On the other hand, respondent Salas argues that it is the actual nature of an employee's
functions, and not his designation or title, which determines whether or not a position is
primarily confidential, and that while Presidential Decree No. 1869 may have declared all
PAGCOR employees to be confidential appointees, such executive pronouncement may be
considered as a mere initial determination of the classification of positions which is not
conclusive in case of conflict, in light of the ruling enunciated in Tria vs. Sto. Tomas, et al.[6]
We find no merit in the petition and consequently hold that the same should be, as it is
hereby, denied.
Section 2, Rule XX of the Revised Civil Service Rules, promulgated pursuant to the
provisions of Section 16(e) of Republic Act No. 2260 (Civil Service Act of 1959), which was
then in force when Presidential Decree No. 1869 creating the Philippine Amusement and
Gaming Corporation was passed, provided that "upon recommendation of the Commissioner, the
President may declare a position as policy-determining, primarily confidential, or highly
technical in nature." It appears that Section 16 of Presidential Decree No. 1869 was predicated
thereon, with the text thereof providing as follows:

"All positions in the corporation, whether technical, administrative, professional or managerial


are exempt from the provisions of the Civil Service Law, rules and regulations, and shall be
governed only by the personnel management policies set by the Board of Directors. All
employees of the casinos and related services shall be classified as 'confidential' appointees."
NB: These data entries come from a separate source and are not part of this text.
/// Virtual address arena.
///
/// One 18 GB reservation, aligned so the VM base address `V` is a multiple
/// of 32 GB. The reservation is carved into:
///
///   [ V-16GB .. V-4GB )   user heap    (grows DOWNWARD, bump allocated)
///   [ V-4GB  .. V-2GB )   padding      (never committed)
///   [ V-2GB  .. V     )   SPDS region  (4 KB pages handed out downward)
///   [ V      .. V+2GB )   system heap  (grows UPWARD, bump allocated)
///
/// Every heap object is 8-byte aligned, which makes three compressed
/// pointer encodings possible:
///
///   SystemPtr<T>  - u32 byte offset from V (system heap only)
///   SpdsPtr<T>    - negative i32 byte offset from V (SPDS region)
///   GeneralPtr<T> - i32 of (signed byte offset from V) >> 3; reaches
///                   every sub-heap because objects are 8-aligned
///
/// The compressed forms resolve through an explicit `&VmArena`; there is
/// no segment register or thread-local base. Memory is committed on
/// demand with chunk sizes that ramp 4K -> 8K -> 16K -> 32K -> 64K so a
/// short-lived VM touches only a few pages.
///
/// Region overflow is a fatal resource-exhaustion error and aborts.

use std::cell::Cell;
use std::marker::PhantomData;

use tracing::warn;

pub const PAGE_SIZE: usize = 4096;
pub const VM_LAYOUT_LENGTH: usize = 18 << 30;
pub const VM_LAYOUT_ALIGNMENT: usize = 32 << 30;
/// Offset of the VM base from the start of the reservation.
pub const VM_BASE_OFFSET: usize = 16 << 30;
pub const USER_HEAP_SIZE: usize = 12 << 30;
pub const SPDS_REGION_SIZE: usize = 2 << 30;
pub const SYSTEM_HEAP_SIZE: usize = 2 << 30;

/// The user heap occupies [V - 16GB, V - 4GB) and is bump-allocated from
/// the top (offset -4GB) downward.
const USER_HEAP_TOP_OFFSET: i64 = -((4usize << 30) as i64);
const USER_HEAP_BOTTOM_OFFSET: i64 = -(VM_BASE_OFFSET as i64);

const COMMIT_CHUNK_INITIAL: usize = 4 * 1024;
const COMMIT_CHUNK_MAX: usize = 64 * 1024;

/// The first system heap page is reserved: compressed offset 0 stays
/// invalid (doubles as the null SystemPtr) and offset 8 is free for use
/// as the poly-metatable sentinel.
pub const SYSTEM_HEAP_RESERVED: u32 = PAGE_SIZE as u32;

#[cold]
fn fatal_oom(what: &'static str) -> ! {
    eprintln!("resource limit exceeded: {}", what);
    std::process::abort();
}

// ---------------------------------------------------------------------------
// Compressed pointers
// ---------------------------------------------------------------------------

/// u32 byte offset from the VM base into the system heap. Offset 0 is null.
#[repr(transparent)]
pub struct SystemPtr<T> {
    off: u32,
    _marker: PhantomData<fn() -> T>,
}

impl<T> SystemPtr<T> {
    pub const NULL: SystemPtr<T> = SystemPtr { off: 0, _marker: PhantomData };

    #[inline(always)]
    pub fn from_raw(off: u32) -> Self {
        SystemPtr { off, _marker: PhantomData }
    }

    #[inline(always)]
    pub fn raw(self) -> u32 {
        self.off
    }

    #[inline(always)]
    pub fn is_null(self) -> bool {
        self.off == 0
    }

    #[inline(always)]
    pub fn resolve(self, arena: &VmArena) -> *mut T {
        debug_assert!(!self.is_null());
        (arena.base + self.off as usize) as *mut T
    }

    /// Reinterpret as a pointer to a different system heap type.
    #[inline(always)]
    pub fn cast<U>(self) -> SystemPtr<U> {
        SystemPtr::from_raw(self.off)
    }
}

impl<T> Clone for SystemPtr<T> {
    fn clone(&self) -> Self {
        *self
    }
}
impl<T> Copy for SystemPtr<T> {}
impl<T> PartialEq for SystemPtr<T> {
    fn eq(&self, other: &Self) -> bool {
        self.off == other.off
    }
}
impl<T> Eq for SystemPtr<T> {}
impl<T> std::fmt::Debug for SystemPtr<T> {
    fn fmt(&self, f: &mut std::fmt::Formatter<'_>) -> std::fmt::Result {
        write!(f, "sys@{:#x}", self.off)
    }
}

/// Negative i32 byte offset from the VM base into the SPDS region.
#[repr(transparent)]
pub struct SpdsPtr<T> {
    off: i32,
    _marker: PhantomData<fn() -> T>,
}

impl<T> SpdsPtr<T> {
    pub const NULL: SpdsPtr<T> = SpdsPtr { off: 0, _marker: PhantomData };

    #[inline(always)]
    pub fn from_raw(off: i32) -> Self {
        SpdsPtr { off, _marker: PhantomData }
    }

    #[inline(always)]
    pub fn raw(self) -> i32 {
        self.off
    }

    #[inline(always)]
    pub fn is_null(self) -> bool {
        self.off == 0
    }

    #[inline(always)]
    pub fn resolve(self, arena: &VmArena) -> *mut T {
        debug_assert!(self.off < 0);
        (arena.base as i64 + self.off as i64) as *mut T
    }
}

impl<T> Clone for SpdsPtr<T> {
    fn clone(&self) -> Self {
        *self
    }
}
impl<T> Copy for SpdsPtr<T> {}
impl<T> PartialEq for SpdsPtr<T> {
    fn eq(&self, other: &Self) -> bool {
        self.off == other.off
    }
}
impl<T> Eq for SpdsPtr<T> {}

/// i32 of (signed byte offset from V) >> 3. Reaches any heap object in
/// the reservation since objects are 8-aligned. 0 is null; the value 1
/// (system heap offset 8, inside the reserved page) is available to
/// callers as an out-of-band sentinel.
#[repr(transparent)]
pub struct GeneralPtr<T> {
    val: i32,
    _marker: PhantomData<fn() -> T>,
}

impl<T> GeneralPtr<T> {
    pub const NULL: GeneralPtr<T> = GeneralPtr { val: 0, _marker: PhantomData };

    #[inline(always)]
    pub fn from_raw(val: i32) -> Self {
        GeneralPtr { val, _marker: PhantomData }
    }

    #[inline(always)]
    pub fn from_addr(arena: &VmArena, addr: usize) -> Self {
        let off = addr as i64 - arena.base as i64;
        debug_assert!(off & 7 == 0, "heap objects must be 8-aligned");
        GeneralPtr { val: (off >> 3) as i32, _marker: PhantomData }
    }

    #[inline(always)]
    pub fn raw(self) -> i32 {
        self.val
    }

    #[inline(always)]
    pub fn is_null(self) -> bool {
        self.val == 0
    }

    #[inline(always)]
    pub fn resolve(self, arena: &VmArena) -> *mut T {
        debug_assert!(!self.is_null());
        (arena.base as i64 + ((self.val as i64) << 3)) as *mut T
    }

    #[inline(always)]
    pub fn cast<U>(self) -> GeneralPtr<U> {
        GeneralPtr::from_raw(self.val)
    }
}

impl<T> Clone for GeneralPtr<T> {
    fn clone(&self) -> Self {
        *self
    }
}
impl<T> Copy for GeneralPtr<T> {}
impl<T> PartialEq for GeneralPtr<T> {
    fn eq(&self, other: &Self) -> bool {
        self.val == other.val
    }
}
impl<T> Eq for GeneralPtr<T> {}
impl<T> std::fmt::Debug for GeneralPtr<T> {
    fn fmt(&self, f: &mut std::fmt::Formatter<'_>) -> std::fmt::Result {
        write!(f, "gptr@{:#x}", self.val)
    }
}

// ---------------------------------------------------------------------------
// The arena
// ---------------------------------------------------------------------------

pub struct VmArena {
    /// Start of the 18 GB reservation (V - 16GB).
    range_start: usize,
    /// The VM base address V, a multiple of 32 GB.
    base: usize,

    // User heap cursor state. Offsets are negative, relative to V.
    user_cur: Cell<i64>,
    user_commit: Cell<i64>,
    user_chunk: Cell<usize>,

    // System heap cursor state. Offsets are unsigned, relative to V.
    sys_cur: Cell<u32>,
    sys_commit: Cell<u32>,
    sys_chunk: Cell<usize>,

    // SPDS page cursor: the most negative page boundary handed out so far.
    spds_cur: Cell<i32>,
}

impl VmArena {
    pub fn new() -> Result<Box<VmArena>, crate::errors::VmError> {
        let map_len = VM_LAYOUT_LENGTH + VM_LAYOUT_ALIGNMENT * 2;
        let raw = unsafe {
            libc::mmap(
                std::ptr::null_mut(),
                map_len,
                libc::PROT_NONE,
                libc::MAP_PRIVATE | libc::MAP_ANONYMOUS | libc::MAP_NORESERVE,
                -1,
                0,
            )
        };
        if raw == libc::MAP_FAILED {
            return Err(crate::errors::VmError::ResourceExhausted(
                "failed to reserve VM address range (is overcommit allowed?)",
            ));
        }
        let raw = raw as usize;

        // Carve out the aligned 18 GB window so that range_start + 16GB is a
        // multiple of 32 GB, then give the slack back to the OS.
        let aligned = (raw + VM_LAYOUT_ALIGNMENT - 1) & !(VM_LAYOUT_ALIGNMENT - 1);
        let range_start = aligned + VM_BASE_OFFSET;
        debug_assert!(range_start >= raw);
        debug_assert!(range_start + VM_LAYOUT_LENGTH <= raw + map_len);
        debug_assert!((range_start + VM_BASE_OFFSET) % VM_LAYOUT_ALIGNMENT == 0);

        unsafe {
            if range_start > raw {
                let r = libc::munmap(raw as *mut libc::c_void, range_start - raw);
                if r != 0 {
                    warn!("failed to unmap low slack of VM reservation");
                }
            }
            let range_end = range_start + VM_LAYOUT_LENGTH;
            let map_end = raw + map_len;
            if map_end > range_end {
                let r = libc::munmap(range_end as *mut libc::c_void, map_end - range_end);
                if r != 0 {
                    warn!("failed to unmap high slack of VM reservation");
                }
            }
        }

        let base = range_start + VM_BASE_OFFSET;
        let arena = Box::new(VmArena {
            range_start,
            base,
            user_cur: Cell::new(USER_HEAP_TOP_OFFSET),
            user_commit: Cell::new(USER_HEAP_TOP_OFFSET),
            user_chunk: Cell::new(COMMIT_CHUNK_INITIAL),
            sys_cur: Cell::new(SYSTEM_HEAP_RESERVED),
            sys_commit: Cell::new(0),
            sys_chunk: Cell::new(COMMIT_CHUNK_INITIAL),
            spds_cur: Cell::new(0),
        });
        // Commit the reserved first system page immediately; the sentinel
        // slots there must be mapped so resolve() of the poly sentinel
        // never faults in debug assertions.
        arena.commit(arena.base, PAGE_SIZE);
        arena.sys_commit.set(PAGE_SIZE as u32);
        Ok(arena)
    }

    #[inline(always)]
    pub fn base(&self) -> usize {
        self.base
    }

    #[inline(always)]
    pub fn range_start(&self) -> usize {
        self.range_start
    }

    /// True if `addr` lies anywhere inside the reservation.
    #[inline(always)]
    pub fn contains(&self, addr: usize) -> bool {
        addr >= self.range_start && addr < self.range_start + VM_LAYOUT_LENGTH
    }

    fn commit(&self, addr: usize, len: usize) {
        debug_assert!(addr % PAGE_SIZE == 0 && len % PAGE_SIZE == 0);
        let r = unsafe {
            libc::mmap(
                addr as *mut libc::c_void,
                len,
                libc::PROT_READ | libc::PROT_WRITE,
                libc::MAP_PRIVATE | libc::MAP_ANONYMOUS | libc::MAP_FIXED,
                -1,
                0,
            )
        };
        if r == libc::MAP_FAILED {
            fatal_oom("failed to commit VM heap memory");
        }
    }

    // ── User heap ────────────────────────────────────────────────────────────

    /// Bump-allocate `len` bytes (8-aligned) from the user heap. Returns the
    /// negative byte offset of the allocation from the VM base.
    pub fn alloc_user(&self, len: usize) -> i64 {
        debug_assert!(len > 0 && len % 8 == 0);
        let cur = self.user_cur.get() - len as i64;
        if cur < self.user_commit.get() {
            self.bump_user_commit(cur);
        }
        self.user_cur.set(cur);
        cur
    }

    #[cold]
    fn bump_user_commit(&self, want: i64) {
        if want < USER_HEAP_BOTTOM_OFFSET {
            fatal_oom("user heap overflowed its 12GB region");
        }
        let chunk = self.user_chunk.get();
        let new_commit = want & !((chunk as i64) - 1);
        let new_commit = new_commit.max(USER_HEAP_BOTTOM_OFFSET);
        let old_commit = self.user_commit.get();
        debug_assert!(new_commit < old_commit);
        let addr = (self.base as i64 + new_commit) as usize;
        self.commit(addr, (old_commit - new_commit) as usize);
        self.user_commit.set(new_commit);
        if chunk < COMMIT_CHUNK_MAX {
            self.user_chunk.set(chunk * 2);
        }
    }

    /// Allocate from the user heap and return the raw address.
    #[inline]
    pub fn alloc_user_ptr(&self, len: usize) -> *mut u8 {
        let off = self.alloc_user(len);
        (self.base as i64 + off) as *mut u8
    }

    // ── System heap ──────────────────────────────────────────────────────────

    /// Bump-allocate `len` bytes (8-aligned) from the system heap. Returns
    /// the unsigned byte offset from the VM base.
    pub fn alloc_system(&self, len: usize) -> u32 {
        debug_assert!(len > 0 && len % 8 == 0);
        let cur = self.sys_cur.get();
        let next = match cur.checked_add(len as u32) {
            Some(n) if (n as usize) <= SYSTEM_HEAP_SIZE => n,
            _ => fatal_oom("system heap overflowed its 2GB region"),
        };
        if next > self.sys_commit.get() {
            self.bump_sys_commit(next);
        }
        self.sys_cur.set(next);
        cur
    }

    #[cold]
    fn bump_sys_commit(&self, want: u32) {
        let chunk = self.sys_chunk.get();
        let new_commit = (want as usize + chunk - 1) & !(chunk - 1);
        let new_commit = new_commit.min(SYSTEM_HEAP_SIZE) as u32;
        let old_commit = self.sys_commit.get();
        debug_assert!(new_commit > old_commit);
        self.commit(
            self.base + old_commit as usize,
            (new_commit - old_commit) as usize,
        );
        self.sys_commit.set(new_commit);
        if chunk < COMMIT_CHUNK_MAX {
            self.sys_chunk.set(chunk * 2);
        }
    }

    #[inline]
    pub fn alloc_system_ptr(&self, len: usize) -> (u32, *mut u8) {
        let off = self.alloc_system(len);
        (off, (self.base + off as usize) as *mut u8)
    }

    // ── SPDS pages ───────────────────────────────────────────────────────────

    /// Carve one fresh 4 KB page out of the SPDS region. Returns the page's
    /// base offset (negative, page-aligned). The caller is the SPDS
    /// allocator's commit slow path, which serializes with a mutex.
    pub fn carve_spds_page(&self) -> i32 {
        let page = self.spds_cur.get() - PAGE_SIZE as i32;
        if (page as i64) < -(SPDS_REGION_SIZE as i64) {
            fatal_oom("SPDS region overflowed its 2GB region");
        }
        self.commit((self.base as i64 + page as i64) as usize, PAGE_SIZE);
        self.spds_cur.set(page);
        page
    }
}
On the strength of this statutory declaration, petitioner PAGCOR terminated the services of
respondent Salas for lack of confidence after it supposedly found that the latter was engaged in
proxy betting. In upholding the dismissal of respondent Salas, the CSC ruled that he is
considered a confidential employee by operation of law, hence there is no act of dismissal to
speak of but a mere expiration of a confidential employee's term of office, such that a complaint
for illegal dismissal will not prosper in this case for lack of legal basis.
In reversing the decision of the CSC, the Court of Appeals opined that the provisions of
Section 16 of Presidential Decree No. 1869 may no longer be applied in the case at bar because
the same is deemed to have been repealed in its entirety by Section 2(1), Article IX-B of the
1987 Constitution.[7] This is not completely correct. On this point, we approve the more logical
interpretation advanced by the CSC to the effect that "Section 16 of PD 1869 insofar as it
exempts PAGCOR positions from the provisions of Civil Service Law and Rules has been
amended, modified or deemed repealed by the 1987 Constitution and Executive Order No. 292
(Administrative Code of 1987)."
However, the same cannot be said with respect to the last portion of Section 16 which
provides that "all employees of the casino and related services shall be classified as 'confidential
appointees.'" While such executive declaration emanated merely from the provisions of Section
2, Rule XX of the implementing rules of the Civil Service Act of 1959, the power to declare a
position as policy-determining, primarily confidential or highly technical as defined therein has
subsequently been codified and incorporated in Section 12(9), Book V of Executive Order No.
292 or the Administrative Code of 1987.[8] This later enactment only serves to bolster the validity
of the categorization made under Section 16 of Presidential Decree No. 1869. Be that as it may,
such classification is not absolute and all-encompassing.
Prior to the passage of the aforestated Civil Service Act of 1959, there were two recognized
instances when a position may be considered primarily confidential: Firstly, when the President,
upon recommendation of the Commissioner of Civil Service, has declared the position to be
primarily confidential; and, secondly in the absence of such declaration, when by the nature of
the functions of the office there exists "close intimacy" between the appointee and appointing
power which insures freedom of intercourse without embarrassment or freedom from misgivings
of betrayals of personal trust or confidential matters of state.[9]
At first glance, it would seem that the instant case falls under the first category by virtue of
the express mandate under Section 16 of Presidential Decree No. 1869. An in-depth analysis,
however, of the second category evinces otherwise.
When Republic Act No. 2260 was enacted on June 19, 1959, Section 5 thereof provided that
"the non-competitive or unclassified service shall be composed of positions expressly declared
by law to be in the non-competitive or unclassified service or those which are policy-
determining, primarily confidential, or highly technical in nature." In the case of Piero, et al. vs.
Hechanova, et al.,[10] the Court obliged with a short discourse there on how the phrase "in
nature" came to find its way into the law, thus:
"The change from the original wording of the bill (expressly declared by law x x x to be policy-
determining, etc.) to that finally approved and enacted ('or which are policy-determining, etc. in
nature') came about because of the observations of Senator Taada, that as originally worded the
proposed bill gave Congress power to declare by fiat of law a certain position as primarily
confidential or policy-determining, which should not be the case. The Senator urged that since
the Constitution speaks of positions which are 'primarily confidential, policy-determining, or
highly technical in nature', it is not within the power of Congress to declare what positions are
primarily confidential or policy-determining. 'It is the nature alone of the position that
determines whether it is policy-determining or primarily confidential.' Hence, the Senator further
observed, the matter should be left to the 'proper implementation of the laws, depending upon the
nature of the position to be filled', and if the position is 'highly confidential' then the President
and the Civil Service Commissioner must implement the law.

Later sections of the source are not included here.